• **About this exercise**
Only the lines of the data below from the one with "#![allow(dead_code)]" through the one with "pub fn compile_err(src: &str)" are wanted. Repeat them exactly.

Input data START

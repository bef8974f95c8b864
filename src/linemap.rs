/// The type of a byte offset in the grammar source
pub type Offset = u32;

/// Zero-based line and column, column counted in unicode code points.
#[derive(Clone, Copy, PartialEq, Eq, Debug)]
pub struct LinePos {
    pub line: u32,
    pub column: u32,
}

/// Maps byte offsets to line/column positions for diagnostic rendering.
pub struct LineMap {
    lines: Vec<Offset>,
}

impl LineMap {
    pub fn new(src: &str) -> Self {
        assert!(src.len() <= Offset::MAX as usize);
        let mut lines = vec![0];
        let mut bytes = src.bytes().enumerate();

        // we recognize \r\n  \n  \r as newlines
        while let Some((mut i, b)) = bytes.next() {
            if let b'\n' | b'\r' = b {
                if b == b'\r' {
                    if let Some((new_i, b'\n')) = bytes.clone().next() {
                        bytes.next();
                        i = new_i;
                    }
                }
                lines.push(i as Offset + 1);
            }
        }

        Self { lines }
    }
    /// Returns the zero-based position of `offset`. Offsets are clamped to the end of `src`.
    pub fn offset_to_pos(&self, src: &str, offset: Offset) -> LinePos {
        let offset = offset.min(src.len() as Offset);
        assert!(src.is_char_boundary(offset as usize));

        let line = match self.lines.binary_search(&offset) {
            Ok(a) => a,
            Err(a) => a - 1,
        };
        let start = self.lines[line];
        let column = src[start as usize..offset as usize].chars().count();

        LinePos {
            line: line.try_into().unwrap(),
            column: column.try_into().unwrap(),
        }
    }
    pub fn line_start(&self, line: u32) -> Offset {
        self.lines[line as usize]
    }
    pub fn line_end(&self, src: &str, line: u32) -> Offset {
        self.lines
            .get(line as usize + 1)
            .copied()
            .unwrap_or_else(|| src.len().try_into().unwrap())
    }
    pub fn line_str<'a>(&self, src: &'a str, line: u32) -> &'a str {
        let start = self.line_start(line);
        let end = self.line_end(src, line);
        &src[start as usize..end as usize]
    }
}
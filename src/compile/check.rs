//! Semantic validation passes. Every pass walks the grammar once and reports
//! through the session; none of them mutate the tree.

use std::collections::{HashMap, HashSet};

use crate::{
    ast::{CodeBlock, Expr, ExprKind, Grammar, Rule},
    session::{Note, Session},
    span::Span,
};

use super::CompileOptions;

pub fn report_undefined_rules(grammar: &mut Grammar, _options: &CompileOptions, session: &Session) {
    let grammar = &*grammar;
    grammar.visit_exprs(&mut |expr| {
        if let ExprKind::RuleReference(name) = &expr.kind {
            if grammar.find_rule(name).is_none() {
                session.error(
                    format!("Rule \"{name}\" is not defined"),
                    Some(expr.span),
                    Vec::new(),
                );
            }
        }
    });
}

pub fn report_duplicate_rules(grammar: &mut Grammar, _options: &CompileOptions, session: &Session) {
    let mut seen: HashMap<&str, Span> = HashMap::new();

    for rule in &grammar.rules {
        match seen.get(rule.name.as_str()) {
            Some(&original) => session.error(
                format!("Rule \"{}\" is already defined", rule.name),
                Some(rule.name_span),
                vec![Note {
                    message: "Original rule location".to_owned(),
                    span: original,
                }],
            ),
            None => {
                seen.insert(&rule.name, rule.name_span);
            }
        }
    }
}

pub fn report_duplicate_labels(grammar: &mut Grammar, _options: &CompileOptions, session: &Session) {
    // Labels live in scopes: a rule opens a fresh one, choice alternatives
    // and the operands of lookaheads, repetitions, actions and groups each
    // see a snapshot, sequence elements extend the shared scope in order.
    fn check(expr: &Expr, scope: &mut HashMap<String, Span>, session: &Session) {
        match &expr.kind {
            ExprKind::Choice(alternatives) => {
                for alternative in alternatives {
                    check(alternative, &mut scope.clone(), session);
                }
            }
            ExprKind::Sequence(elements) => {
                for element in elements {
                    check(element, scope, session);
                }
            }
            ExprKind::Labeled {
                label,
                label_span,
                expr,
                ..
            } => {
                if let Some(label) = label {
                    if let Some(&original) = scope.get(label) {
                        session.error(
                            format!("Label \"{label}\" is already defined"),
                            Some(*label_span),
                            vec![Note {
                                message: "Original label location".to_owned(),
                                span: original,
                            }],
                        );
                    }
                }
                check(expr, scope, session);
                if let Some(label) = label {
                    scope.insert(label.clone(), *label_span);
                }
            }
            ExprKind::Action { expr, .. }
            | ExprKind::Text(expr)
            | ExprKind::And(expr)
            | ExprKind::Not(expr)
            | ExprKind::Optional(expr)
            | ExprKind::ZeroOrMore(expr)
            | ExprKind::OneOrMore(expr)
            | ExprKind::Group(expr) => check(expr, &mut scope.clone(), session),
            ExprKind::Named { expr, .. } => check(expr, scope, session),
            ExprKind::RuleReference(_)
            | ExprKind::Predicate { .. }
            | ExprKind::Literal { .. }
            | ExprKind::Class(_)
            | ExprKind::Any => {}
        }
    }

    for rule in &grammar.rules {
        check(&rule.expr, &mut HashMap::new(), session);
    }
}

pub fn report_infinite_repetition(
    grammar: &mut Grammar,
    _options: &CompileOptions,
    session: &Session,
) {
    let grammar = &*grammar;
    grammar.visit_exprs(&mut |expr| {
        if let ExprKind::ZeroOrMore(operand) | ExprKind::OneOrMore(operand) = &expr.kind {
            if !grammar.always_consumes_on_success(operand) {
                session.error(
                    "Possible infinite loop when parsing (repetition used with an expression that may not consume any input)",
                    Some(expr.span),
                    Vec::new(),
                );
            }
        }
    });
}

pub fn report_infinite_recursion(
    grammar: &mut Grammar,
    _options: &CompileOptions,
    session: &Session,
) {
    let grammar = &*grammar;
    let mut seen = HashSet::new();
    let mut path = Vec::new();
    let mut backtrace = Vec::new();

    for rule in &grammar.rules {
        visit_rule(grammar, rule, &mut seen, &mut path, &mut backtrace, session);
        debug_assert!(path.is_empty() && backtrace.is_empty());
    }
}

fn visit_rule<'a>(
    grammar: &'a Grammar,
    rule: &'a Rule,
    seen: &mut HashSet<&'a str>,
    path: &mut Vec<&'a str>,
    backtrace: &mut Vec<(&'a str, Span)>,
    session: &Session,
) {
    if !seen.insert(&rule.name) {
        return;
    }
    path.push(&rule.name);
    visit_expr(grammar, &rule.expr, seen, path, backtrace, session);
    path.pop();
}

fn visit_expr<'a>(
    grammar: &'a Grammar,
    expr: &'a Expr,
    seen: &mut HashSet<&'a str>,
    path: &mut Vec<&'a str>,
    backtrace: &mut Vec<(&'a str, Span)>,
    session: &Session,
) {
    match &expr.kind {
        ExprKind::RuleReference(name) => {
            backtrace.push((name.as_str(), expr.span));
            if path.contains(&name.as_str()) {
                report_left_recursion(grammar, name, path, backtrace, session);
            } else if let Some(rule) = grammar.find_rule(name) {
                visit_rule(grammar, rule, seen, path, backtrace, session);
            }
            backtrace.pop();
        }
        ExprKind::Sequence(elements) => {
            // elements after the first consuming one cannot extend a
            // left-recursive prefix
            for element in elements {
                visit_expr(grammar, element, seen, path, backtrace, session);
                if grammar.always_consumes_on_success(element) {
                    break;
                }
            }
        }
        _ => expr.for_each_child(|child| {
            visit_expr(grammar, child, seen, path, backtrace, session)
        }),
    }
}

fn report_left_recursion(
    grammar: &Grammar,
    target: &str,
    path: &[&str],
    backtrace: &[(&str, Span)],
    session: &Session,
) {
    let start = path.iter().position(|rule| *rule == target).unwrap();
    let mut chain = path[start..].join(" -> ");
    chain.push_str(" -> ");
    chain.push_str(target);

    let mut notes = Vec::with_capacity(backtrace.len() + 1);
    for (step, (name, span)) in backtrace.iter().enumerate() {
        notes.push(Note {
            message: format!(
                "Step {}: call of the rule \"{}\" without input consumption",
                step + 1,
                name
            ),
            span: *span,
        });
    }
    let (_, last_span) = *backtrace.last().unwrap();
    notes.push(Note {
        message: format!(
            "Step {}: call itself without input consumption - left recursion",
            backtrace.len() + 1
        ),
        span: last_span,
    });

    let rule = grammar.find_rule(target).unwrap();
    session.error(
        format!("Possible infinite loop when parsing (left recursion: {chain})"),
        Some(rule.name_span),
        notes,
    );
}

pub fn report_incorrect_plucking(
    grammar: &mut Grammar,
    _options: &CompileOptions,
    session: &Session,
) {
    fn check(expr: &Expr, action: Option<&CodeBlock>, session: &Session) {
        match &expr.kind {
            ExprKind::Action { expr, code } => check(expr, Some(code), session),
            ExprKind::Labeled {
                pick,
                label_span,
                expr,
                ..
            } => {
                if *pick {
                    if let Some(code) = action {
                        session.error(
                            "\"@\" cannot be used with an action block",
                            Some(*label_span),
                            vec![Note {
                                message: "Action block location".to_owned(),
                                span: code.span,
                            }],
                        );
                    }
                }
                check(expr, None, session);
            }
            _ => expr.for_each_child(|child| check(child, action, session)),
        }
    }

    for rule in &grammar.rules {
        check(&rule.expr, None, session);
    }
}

Input data END
Input data START

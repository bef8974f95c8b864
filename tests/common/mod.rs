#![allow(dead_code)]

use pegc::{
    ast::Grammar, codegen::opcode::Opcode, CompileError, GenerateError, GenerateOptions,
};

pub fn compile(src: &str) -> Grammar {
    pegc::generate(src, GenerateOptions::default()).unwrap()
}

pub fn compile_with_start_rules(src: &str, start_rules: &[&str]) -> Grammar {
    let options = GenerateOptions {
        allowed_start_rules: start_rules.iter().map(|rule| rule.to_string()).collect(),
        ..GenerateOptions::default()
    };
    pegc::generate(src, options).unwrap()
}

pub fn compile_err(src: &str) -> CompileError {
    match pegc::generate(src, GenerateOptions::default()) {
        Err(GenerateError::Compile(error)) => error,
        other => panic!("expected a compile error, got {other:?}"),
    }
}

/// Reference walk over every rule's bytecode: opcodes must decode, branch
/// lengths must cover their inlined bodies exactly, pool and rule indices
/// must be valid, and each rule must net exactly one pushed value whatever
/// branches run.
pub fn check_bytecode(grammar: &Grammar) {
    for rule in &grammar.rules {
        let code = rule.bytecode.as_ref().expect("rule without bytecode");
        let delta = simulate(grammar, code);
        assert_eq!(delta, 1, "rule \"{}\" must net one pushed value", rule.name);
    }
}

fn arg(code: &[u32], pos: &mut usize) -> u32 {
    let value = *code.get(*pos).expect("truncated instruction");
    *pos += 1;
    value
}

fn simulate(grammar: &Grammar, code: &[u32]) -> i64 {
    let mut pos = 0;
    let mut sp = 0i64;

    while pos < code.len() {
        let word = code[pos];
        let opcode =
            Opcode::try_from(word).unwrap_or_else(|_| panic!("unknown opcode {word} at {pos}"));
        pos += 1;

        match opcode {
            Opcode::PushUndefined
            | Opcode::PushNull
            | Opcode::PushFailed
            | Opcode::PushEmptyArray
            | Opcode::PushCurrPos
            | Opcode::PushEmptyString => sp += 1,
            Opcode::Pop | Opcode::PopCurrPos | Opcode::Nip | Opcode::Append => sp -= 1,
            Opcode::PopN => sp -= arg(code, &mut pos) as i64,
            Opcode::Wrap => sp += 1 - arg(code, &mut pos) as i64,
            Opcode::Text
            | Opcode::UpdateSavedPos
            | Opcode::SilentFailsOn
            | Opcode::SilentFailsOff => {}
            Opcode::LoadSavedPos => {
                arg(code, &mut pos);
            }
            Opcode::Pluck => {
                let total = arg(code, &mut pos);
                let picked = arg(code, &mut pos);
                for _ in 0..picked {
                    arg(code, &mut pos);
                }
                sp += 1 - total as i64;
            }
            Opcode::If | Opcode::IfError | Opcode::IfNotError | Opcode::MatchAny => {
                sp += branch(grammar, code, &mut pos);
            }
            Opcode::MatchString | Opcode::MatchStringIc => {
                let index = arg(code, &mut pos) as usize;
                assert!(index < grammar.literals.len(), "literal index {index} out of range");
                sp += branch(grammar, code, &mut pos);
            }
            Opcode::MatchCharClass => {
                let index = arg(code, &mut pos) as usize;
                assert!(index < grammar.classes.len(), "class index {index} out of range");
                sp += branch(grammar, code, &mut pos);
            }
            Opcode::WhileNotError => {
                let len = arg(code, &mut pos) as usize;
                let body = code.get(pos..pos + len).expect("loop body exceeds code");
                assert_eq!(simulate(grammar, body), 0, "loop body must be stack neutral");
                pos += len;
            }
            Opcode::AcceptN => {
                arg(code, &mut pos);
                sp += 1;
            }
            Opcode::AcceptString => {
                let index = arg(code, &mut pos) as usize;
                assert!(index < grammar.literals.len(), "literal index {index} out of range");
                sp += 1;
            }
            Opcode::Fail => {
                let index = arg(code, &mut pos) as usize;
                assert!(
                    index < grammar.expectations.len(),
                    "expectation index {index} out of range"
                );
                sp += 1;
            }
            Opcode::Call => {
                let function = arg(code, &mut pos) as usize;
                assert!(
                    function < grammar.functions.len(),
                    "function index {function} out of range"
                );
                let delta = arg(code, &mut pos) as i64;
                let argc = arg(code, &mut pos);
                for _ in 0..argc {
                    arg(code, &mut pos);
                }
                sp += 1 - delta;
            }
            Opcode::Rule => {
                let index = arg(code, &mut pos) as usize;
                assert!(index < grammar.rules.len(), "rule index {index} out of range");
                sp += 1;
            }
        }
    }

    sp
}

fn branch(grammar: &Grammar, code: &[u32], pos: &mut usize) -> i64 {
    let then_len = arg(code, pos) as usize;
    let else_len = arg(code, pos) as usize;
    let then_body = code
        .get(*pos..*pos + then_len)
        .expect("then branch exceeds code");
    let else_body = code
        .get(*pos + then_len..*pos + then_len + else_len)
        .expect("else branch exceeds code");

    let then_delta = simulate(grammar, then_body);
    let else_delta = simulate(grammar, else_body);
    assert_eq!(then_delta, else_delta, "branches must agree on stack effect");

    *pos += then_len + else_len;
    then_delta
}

Input data END

• **Result**
#![allow(dead_code)]

use pegc::{
    ast::Grammar, codegen::opcode::Opcode, CompileError, GenerateError, GenerateOptions,
};

pub fn compile(src: &str) -> Grammar {
    pegc::generate(src, GenerateOptions::default()).unwrap()
}

pub fn compile_with_start_rules(src: &str, start_rules: &[&str]) -> Grammar {
    let options = GenerateOptions {
        allowed_start_rules: start_rules.iter().map(|rule| rule.to_string()).collect(),
        ..GenerateOptions::default()
    };
    pegc::generate(src, options).unwrap()
}

pub fn compile_err(src: &str) -> CompileError {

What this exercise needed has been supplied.